Work to complete >> Look for "different" in the listing below. Gather each line that contains it.

Data >>
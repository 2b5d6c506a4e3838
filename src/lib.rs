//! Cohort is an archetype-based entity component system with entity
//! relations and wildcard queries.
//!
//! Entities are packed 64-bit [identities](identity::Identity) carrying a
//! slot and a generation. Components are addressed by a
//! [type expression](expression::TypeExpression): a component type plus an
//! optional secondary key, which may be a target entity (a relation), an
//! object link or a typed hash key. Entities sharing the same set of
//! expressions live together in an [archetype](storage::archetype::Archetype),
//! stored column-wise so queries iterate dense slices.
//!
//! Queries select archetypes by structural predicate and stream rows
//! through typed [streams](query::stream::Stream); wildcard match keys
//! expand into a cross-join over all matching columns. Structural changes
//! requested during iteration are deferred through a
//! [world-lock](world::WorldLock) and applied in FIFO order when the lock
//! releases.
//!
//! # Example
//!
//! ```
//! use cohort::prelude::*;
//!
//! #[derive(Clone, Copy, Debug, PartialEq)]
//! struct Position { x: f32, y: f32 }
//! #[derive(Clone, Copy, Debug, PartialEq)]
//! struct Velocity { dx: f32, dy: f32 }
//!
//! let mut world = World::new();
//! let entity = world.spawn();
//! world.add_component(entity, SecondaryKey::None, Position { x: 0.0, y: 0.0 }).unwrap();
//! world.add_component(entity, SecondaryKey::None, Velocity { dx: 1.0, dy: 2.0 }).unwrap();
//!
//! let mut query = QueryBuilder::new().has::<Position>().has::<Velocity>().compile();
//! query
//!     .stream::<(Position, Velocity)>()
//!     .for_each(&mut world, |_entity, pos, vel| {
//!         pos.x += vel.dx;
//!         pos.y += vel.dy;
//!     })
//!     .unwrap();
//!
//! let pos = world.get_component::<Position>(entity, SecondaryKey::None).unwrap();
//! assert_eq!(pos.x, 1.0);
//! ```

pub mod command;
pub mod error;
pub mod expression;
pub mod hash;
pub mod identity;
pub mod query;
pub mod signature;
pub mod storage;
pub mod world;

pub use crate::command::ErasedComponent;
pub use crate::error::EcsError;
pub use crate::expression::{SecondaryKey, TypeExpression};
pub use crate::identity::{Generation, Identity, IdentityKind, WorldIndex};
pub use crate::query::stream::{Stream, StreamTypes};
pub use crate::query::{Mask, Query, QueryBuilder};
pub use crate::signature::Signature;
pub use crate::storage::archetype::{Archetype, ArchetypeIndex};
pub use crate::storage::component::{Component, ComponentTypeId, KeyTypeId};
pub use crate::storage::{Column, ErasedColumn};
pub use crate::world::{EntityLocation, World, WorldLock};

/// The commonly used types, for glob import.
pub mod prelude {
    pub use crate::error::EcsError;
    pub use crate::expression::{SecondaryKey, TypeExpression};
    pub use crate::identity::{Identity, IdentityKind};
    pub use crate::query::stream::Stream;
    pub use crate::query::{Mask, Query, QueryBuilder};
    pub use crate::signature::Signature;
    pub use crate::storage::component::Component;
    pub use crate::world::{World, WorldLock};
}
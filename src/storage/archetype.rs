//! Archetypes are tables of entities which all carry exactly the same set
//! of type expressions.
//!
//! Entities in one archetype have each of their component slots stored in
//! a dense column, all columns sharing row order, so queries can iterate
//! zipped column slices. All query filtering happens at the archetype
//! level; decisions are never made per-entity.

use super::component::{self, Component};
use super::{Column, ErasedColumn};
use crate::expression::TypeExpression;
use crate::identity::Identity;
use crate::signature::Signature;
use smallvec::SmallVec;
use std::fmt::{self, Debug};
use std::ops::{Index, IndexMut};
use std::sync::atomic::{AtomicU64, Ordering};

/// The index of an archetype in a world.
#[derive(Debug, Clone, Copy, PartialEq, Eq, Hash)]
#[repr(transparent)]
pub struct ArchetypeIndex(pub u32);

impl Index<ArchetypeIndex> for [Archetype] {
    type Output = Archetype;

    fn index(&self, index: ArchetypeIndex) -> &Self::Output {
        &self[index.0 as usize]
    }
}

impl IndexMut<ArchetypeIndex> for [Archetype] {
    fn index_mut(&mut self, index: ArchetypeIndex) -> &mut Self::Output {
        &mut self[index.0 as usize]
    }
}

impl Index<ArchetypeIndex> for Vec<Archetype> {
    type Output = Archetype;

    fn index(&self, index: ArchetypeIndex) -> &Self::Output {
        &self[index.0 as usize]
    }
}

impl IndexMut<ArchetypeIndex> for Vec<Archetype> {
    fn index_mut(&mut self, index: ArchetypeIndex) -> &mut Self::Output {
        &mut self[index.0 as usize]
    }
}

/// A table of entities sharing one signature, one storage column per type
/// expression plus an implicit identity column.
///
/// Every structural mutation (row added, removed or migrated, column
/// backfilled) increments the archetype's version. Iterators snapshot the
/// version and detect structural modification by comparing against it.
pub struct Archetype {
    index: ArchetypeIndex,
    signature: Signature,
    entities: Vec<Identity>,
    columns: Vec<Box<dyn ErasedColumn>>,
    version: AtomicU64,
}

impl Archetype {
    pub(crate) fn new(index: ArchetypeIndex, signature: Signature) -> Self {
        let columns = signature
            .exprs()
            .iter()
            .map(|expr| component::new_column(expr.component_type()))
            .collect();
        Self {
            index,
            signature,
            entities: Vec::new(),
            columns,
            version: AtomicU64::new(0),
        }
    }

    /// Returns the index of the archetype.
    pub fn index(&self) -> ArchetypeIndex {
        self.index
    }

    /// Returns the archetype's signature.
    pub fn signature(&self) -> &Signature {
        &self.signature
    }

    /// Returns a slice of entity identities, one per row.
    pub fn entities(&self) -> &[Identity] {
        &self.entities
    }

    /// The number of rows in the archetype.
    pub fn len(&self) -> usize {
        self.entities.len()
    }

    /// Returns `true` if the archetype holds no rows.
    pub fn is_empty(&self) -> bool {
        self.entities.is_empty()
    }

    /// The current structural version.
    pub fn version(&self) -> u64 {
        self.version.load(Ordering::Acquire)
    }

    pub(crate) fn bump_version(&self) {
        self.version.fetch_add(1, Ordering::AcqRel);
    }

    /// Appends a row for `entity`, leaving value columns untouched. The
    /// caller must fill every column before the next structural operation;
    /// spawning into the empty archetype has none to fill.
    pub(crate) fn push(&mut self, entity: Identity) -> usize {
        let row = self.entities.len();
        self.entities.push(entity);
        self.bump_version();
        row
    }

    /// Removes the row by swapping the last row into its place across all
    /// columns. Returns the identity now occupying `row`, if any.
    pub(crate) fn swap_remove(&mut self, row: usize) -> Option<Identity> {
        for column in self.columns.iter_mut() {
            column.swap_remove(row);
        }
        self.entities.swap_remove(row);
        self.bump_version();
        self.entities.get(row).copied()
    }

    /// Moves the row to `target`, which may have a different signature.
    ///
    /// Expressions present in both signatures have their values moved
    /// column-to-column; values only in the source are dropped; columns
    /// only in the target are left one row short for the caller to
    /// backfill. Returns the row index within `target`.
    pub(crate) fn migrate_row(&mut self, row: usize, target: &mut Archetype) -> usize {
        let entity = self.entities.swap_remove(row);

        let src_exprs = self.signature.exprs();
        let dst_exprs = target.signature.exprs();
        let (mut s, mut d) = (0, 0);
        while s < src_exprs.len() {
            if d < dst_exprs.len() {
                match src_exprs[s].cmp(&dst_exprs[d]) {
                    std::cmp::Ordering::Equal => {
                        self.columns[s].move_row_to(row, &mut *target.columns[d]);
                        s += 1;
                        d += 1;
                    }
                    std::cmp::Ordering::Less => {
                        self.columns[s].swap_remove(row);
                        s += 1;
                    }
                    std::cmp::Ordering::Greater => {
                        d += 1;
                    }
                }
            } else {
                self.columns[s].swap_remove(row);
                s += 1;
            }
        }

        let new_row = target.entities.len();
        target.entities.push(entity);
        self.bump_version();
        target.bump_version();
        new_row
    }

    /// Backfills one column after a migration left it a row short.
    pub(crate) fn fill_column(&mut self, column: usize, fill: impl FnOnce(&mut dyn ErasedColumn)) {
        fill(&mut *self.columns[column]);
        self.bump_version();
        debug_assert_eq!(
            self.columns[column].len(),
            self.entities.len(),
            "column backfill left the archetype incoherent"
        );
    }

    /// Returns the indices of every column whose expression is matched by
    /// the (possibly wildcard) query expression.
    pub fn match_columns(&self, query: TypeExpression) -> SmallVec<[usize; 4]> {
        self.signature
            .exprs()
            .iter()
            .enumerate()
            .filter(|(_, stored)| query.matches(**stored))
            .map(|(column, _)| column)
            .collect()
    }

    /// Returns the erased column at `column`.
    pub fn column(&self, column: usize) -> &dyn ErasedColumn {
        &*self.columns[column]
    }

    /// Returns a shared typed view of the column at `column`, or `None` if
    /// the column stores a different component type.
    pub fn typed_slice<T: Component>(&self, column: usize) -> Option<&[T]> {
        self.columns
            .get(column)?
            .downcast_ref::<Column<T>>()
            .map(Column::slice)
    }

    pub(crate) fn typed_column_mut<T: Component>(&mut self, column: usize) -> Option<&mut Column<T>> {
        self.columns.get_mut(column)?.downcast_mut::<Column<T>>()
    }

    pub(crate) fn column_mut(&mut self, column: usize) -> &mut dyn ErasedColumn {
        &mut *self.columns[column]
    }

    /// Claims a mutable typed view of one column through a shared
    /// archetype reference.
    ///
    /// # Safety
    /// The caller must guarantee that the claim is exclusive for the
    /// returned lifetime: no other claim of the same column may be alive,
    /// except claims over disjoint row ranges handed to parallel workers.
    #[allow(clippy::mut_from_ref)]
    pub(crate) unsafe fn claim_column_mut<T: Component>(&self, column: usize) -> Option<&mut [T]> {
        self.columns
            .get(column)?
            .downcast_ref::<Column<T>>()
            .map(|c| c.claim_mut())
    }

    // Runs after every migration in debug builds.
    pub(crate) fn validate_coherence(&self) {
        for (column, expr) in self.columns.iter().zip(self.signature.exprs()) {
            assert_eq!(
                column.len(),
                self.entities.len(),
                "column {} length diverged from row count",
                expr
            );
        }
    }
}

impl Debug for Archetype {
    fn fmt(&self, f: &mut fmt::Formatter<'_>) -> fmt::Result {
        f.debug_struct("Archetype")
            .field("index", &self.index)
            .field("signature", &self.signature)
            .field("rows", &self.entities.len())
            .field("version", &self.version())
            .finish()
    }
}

Response area >>
    /// Moves the row to `target`, which may have a different signature.
    /// the column stores a different component type.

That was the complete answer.